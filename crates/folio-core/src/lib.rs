//! Core domain models and logic for folio
//!
//! This crate contains:
//! - Domain models (PortfolioConfig, StatsSnapshot, ItemRef)
//! - Resolution and layout projection (deterministic view generation)
//! - The edit session and its interaction state machine
//! - Persistence-boundary validation

pub mod error;
pub mod export;
pub mod interaction;
pub mod item_ref;
pub mod order;
pub mod outcome;
pub mod portfolio;
pub mod project;
pub mod resolve;
pub mod session;
pub mod snapshot;
pub mod validate;

pub use error::{CoreError, Result};
pub use export::{ExportFormat, ExportPayload, ExportRecord, ExportSummary};
pub use interaction::{DragList, Interaction, Pointer};
pub use item_ref::{ItemKind, ItemRef};
pub use order::{move_item, reconcile_order};
pub use outcome::Outcome;
pub use portfolio::{
    ConfigPatch, ItemSize, Layout, PortfolioConfig, StatDescriptor, StatId, TextSection, Theme,
};
pub use project::{Geometry, PortfolioView, ProjectedItem, ProjectedStat, Width, project, view};
pub use resolve::{Resolution, ResolvedItem, StatWidget, resolve};
pub use session::{EditSession, TextField};
pub use snapshot::{Repository, StatsSnapshot};
pub use validate::{validate_config, validate_tag};
//! Database operations

use std::path::PathBuf;
use std::str::FromStr;
use std::time::Duration;

use folio_core::{
    ConfigPatch, ExportPayload, ExportRecord, ExportSummary, PortfolioConfig, StatsSnapshot,
    validate_config, validate_tag,
};
use sqlx::Row;
use sqlx::sqlite::{
    SqliteConnectOptions, SqliteJournalMode, SqlitePool, SqlitePoolOptions, SqliteSynchronous,
};
use time::OffsetDateTime;

use crate::models::{export_from_row, from_nanos, summary_from_row, to_nanos};
use crate::{Result, StorageError};

/// Main storage interface
#[derive(Clone)]
pub struct Storage {
    pool: SqlitePool,
}

impl Storage {
    /// Open (or create) the database. `None` uses the platform data directory.
    pub async fn new(db_path: Option<PathBuf>) -> Result<Self> {
        let db_path = match db_path {
            Some(path) => path,
            None => Self::default_path()?,
        };

        if let Some(parent) = db_path.parent() {
            tokio::fs::create_dir_all(parent).await?;
        }

        let db_url = format!("sqlite:{}?mode=rwc", db_path.display());
        let options = SqliteConnectOptions::from_str(&db_url)?
            .create_if_missing(true)
            .journal_mode(SqliteJournalMode::Wal)
            .synchronous(SqliteSynchronous::Normal)
            .busy_timeout(Duration::from_secs(30));

        let pool = SqlitePoolOptions::new()
            .max_connections(5)
            .connect_with(options)
            .await?;

        let storage = Self { pool };
        storage.migrate().await?;
        tracing::debug!("Opened database at {}", db_path.display());
        Ok(storage)
    }

    pub fn default_path() -> Result<PathBuf> {
        directories::ProjectDirs::from("com", "folio", "folio")
            .map(|dirs| dirs.data_dir().join("folio.db"))
            .ok_or_else(|| anyhow::anyhow!("Could not determine data directory").into())
    }

    async fn migrate(&self) -> Result<()> {
        sqlx::query(
            r#"
            CREATE TABLE IF NOT EXISTS portfolio_config (
                owner TEXT PRIMARY KEY,
                config TEXT NOT NULL,
                updated_at INTEGER NOT NULL
            );
            "#,
        )
        .execute(&self.pool)
        .await?;

        sqlx::query(
            r#"
            CREATE TABLE IF NOT EXISTS stats_cache (
                owner TEXT PRIMARY KEY,
                snapshot TEXT NOT NULL,
                synced_at INTEGER NOT NULL
            );
            "#,
        )
        .execute(&self.pool)
        .await?;

        sqlx::query(
            r#"
            CREATE TABLE IF NOT EXISTS exports (
                id TEXT PRIMARY KEY,
                owner TEXT NOT NULL,
                tag TEXT NOT NULL,
                format TEXT NOT NULL,
                payload TEXT NOT NULL,
                render_hash TEXT NOT NULL,
                created_at INTEGER NOT NULL
            );
            "#,
        )
        .execute(&self.pool)
        .await?;

        sqlx::query(
            "CREATE INDEX IF NOT EXISTS idx_exports_owner_created ON exports(owner, created_at)",
        )
        .execute(&self.pool)
        .await?;

        Ok(())
    }

    // ==================== PORTFOLIO CONFIG ====================

    /// Stored configuration for `owner`, if one was ever saved
    pub async fn load_config(&self, owner: &str) -> Result<Option<PortfolioConfig>> {
        let row = sqlx::query("SELECT config FROM portfolio_config WHERE owner = ?")
            .bind(owner)
            .fetch_optional(&self.pool)
            .await?;

        match row {
            Some(row) => {
                let json: String = row.get("config");
                Ok(Some(serde_json::from_str(&json)?))
            }
            None => Ok(None),
        }
    }

    /// Merge `patch` onto the stored configuration and write it back.
    ///
    /// Validation runs on the merged result; nothing is written when it fails.
    pub async fn save_config(&self, owner: &str, patch: ConfigPatch) -> Result<PortfolioConfig> {
        let mut tx = self.pool.begin().await?;

        let row = sqlx::query("SELECT config FROM portfolio_config WHERE owner = ?")
            .bind(owner)
            .fetch_optional(&mut *tx)
            .await?;
        let base = match row {
            Some(row) => {
                let json: String = row.get("config");
                serde_json::from_str(&json)?
            }
            None => PortfolioConfig::default(),
        };

        let merged = patch.apply(&base);
        validate_config(&merged)?;

        sqlx::query(
            r#"
            INSERT INTO portfolio_config (owner, config, updated_at) VALUES (?, ?, ?)
            ON CONFLICT(owner) DO UPDATE
            SET config = excluded.config, updated_at = excluded.updated_at
            "#,
        )
        .bind(owner)
        .bind(serde_json::to_string(&merged)?)
        .bind(to_nanos(OffsetDateTime::now_utc()))
        .execute(&mut *tx)
        .await?;

        tx.commit().await?;
        tracing::info!("Saved portfolio configuration for {}", owner);
        Ok(merged)
    }

    // ==================== STATS CACHE ====================

    pub async fn load_stats(&self, owner: &str) -> Result<Option<StatsSnapshot>> {
        let row = sqlx::query("SELECT snapshot, synced_at FROM stats_cache WHERE owner = ?")
            .bind(owner)
            .fetch_optional(&self.pool)
            .await?;

        match row {
            Some(row) => {
                let json: String = row.get("snapshot");
                let mut snapshot: StatsSnapshot = serde_json::from_str(&json)?;
                snapshot.synced_at = Some(from_nanos(row.get("synced_at"))?);
                Ok(Some(snapshot))
            }
            None => Ok(None),
        }
    }

    /// Replace the cached snapshot, stamping the sync time
    pub async fn save_stats(&self, owner: &str, snapshot: &StatsSnapshot) -> Result<StatsSnapshot> {
        let synced_at = OffsetDateTime::now_utc();
        let mut stored = snapshot.clone();
        stored.synced_at = Some(synced_at);

        sqlx::query(
            r#"
            INSERT INTO stats_cache (owner, snapshot, synced_at) VALUES (?, ?, ?)
            ON CONFLICT(owner) DO UPDATE
            SET snapshot = excluded.snapshot, synced_at = excluded.synced_at
            "#,
        )
        .bind(owner)
        .bind(serde_json::to_string(&stored)?)
        .bind(to_nanos(synced_at))
        .execute(&self.pool)
        .await?;

        tracing::info!(
            "Cached stats for {}: {} repositories",
            owner,
            stored.repository_count
        );
        Ok(stored)
    }

    // ==================== EXPORTS ====================

    pub async fn save_export(
        &self,
        owner: &str,
        tag: &str,
        payload: ExportPayload,
        render_hash: &str,
    ) -> Result<ExportRecord> {
        let tag = validate_tag(tag)?;
        validate_config(&payload.config)?;

        let record = ExportRecord {
            id: uuid::Uuid::new_v4().to_string(),
            tag,
            payload,
            render_hash: render_hash.to_string(),
            created_at: OffsetDateTime::now_utc(),
        };

        sqlx::query(
            r#"
            INSERT INTO exports (id, owner, tag, format, payload, render_hash, created_at)
            VALUES (?, ?, ?, ?, ?, ?, ?)
            "#,
        )
        .bind(&record.id)
        .bind(owner)
        .bind(&record.tag)
        .bind(record.payload.format.as_str())
        .bind(serde_json::to_string(&record.payload)?)
        .bind(&record.render_hash)
        .bind(to_nanos(record.created_at))
        .execute(&self.pool)
        .await?;

        tracing::info!("Saved export {} ({})", record.id, record.tag);
        Ok(record)
    }

    /// Export summaries for `owner`, newest first
    pub async fn list_exports(&self, owner: &str) -> Result<Vec<ExportSummary>> {
        let rows = sqlx::query(
            r#"
            SELECT id, tag, format, created_at FROM exports
            WHERE owner = ?
            ORDER BY created_at DESC, rowid DESC
            "#,
        )
        .bind(owner)
        .fetch_all(&self.pool)
        .await?;

        rows.iter().map(summary_from_row).collect()
    }

    pub async fn get_export(&self, owner: &str, id: &str) -> Result<ExportRecord> {
        let row = sqlx::query(
            r#"
            SELECT id, tag, payload, render_hash, created_at FROM exports
            WHERE owner = ? AND id = ?
            "#,
        )
        .bind(owner)
        .bind(id)
        .fetch_optional(&self.pool)
        .await?;

        match row {
            Some(row) => export_from_row(&row),
            None => Err(StorageError::ExportNotFound(id.to_string())),
        }
    }

    pub async fn delete_export(&self, owner: &str, id: &str) -> Result<()> {
        let result = sqlx::query("DELETE FROM exports WHERE owner = ? AND id = ?")
            .bind(owner)
            .bind(id)
            .execute(&self.pool)
            .await?;

        if result.rows_affected() == 0 {
            return Err(StorageError::ExportNotFound(id.to_string()));
        }
        tracing::info!("Deleted export {}", id);
        Ok(())
    }
}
━━━━━━
§ **ACTIVITY**
Beginning at the opening line of the data, transcribe each line exactly until you reach the line with "use time::OffsetDateTime;", which you also include, and go no further.

§ **WRITTEN RESPONSE**
filename crates/folio-core/src/lib.rs
//! Core domain models and logic for folio
//!
//! This crate contains:
//! - Domain models (PortfolioConfig, StatsSnapshot, ItemRef)
//! - Resolution and layout projection (deterministic view generation)
//! - The edit session and its interaction state machine
//! - Persistence-boundary validation

pub mod error;
pub mod export;
pub mod interaction;
pub mod item_ref;
pub mod order;
pub mod outcome;
pub mod portfolio;
pub mod project;
pub mod resolve;
pub mod session;
pub mod snapshot;
pub mod validate;

pub use error::{CoreError, Result};
pub use export::{ExportFormat, ExportPayload, ExportRecord, ExportSummary};
pub use interaction::{DragList, Interaction, Pointer};
pub use item_ref::{ItemKind, ItemRef};
pub use order::{move_item, reconcile_order};
pub use outcome::Outcome;
pub use portfolio::{
    ConfigPatch, ItemSize, Layout, PortfolioConfig, StatDescriptor, StatId, TextSection, Theme,
};
pub use project::{Geometry, PortfolioView, ProjectedItem, ProjectedStat, Width, project, view};
pub use resolve::{Resolution, ResolvedItem, StatWidget, resolve};
pub use session::{EditSession, TextField};
pub use snapshot::{Repository, StatsSnapshot};
pub use validate::{validate_config, validate_tag};
//! Database operations

use std::path::PathBuf;
use std::str::FromStr;
use std::time::Duration;

use folio_core::{
    ConfigPatch, ExportPayload, ExportRecord, ExportSummary, PortfolioConfig, StatsSnapshot,
    validate_config, validate_tag,
};
use sqlx::Row;
use sqlx::sqlite::{
    SqliteConnectOptions, SqliteJournalMode, SqlitePool, SqlitePoolOptions, SqliteSynchronous,
};
use time::OffsetDateTime;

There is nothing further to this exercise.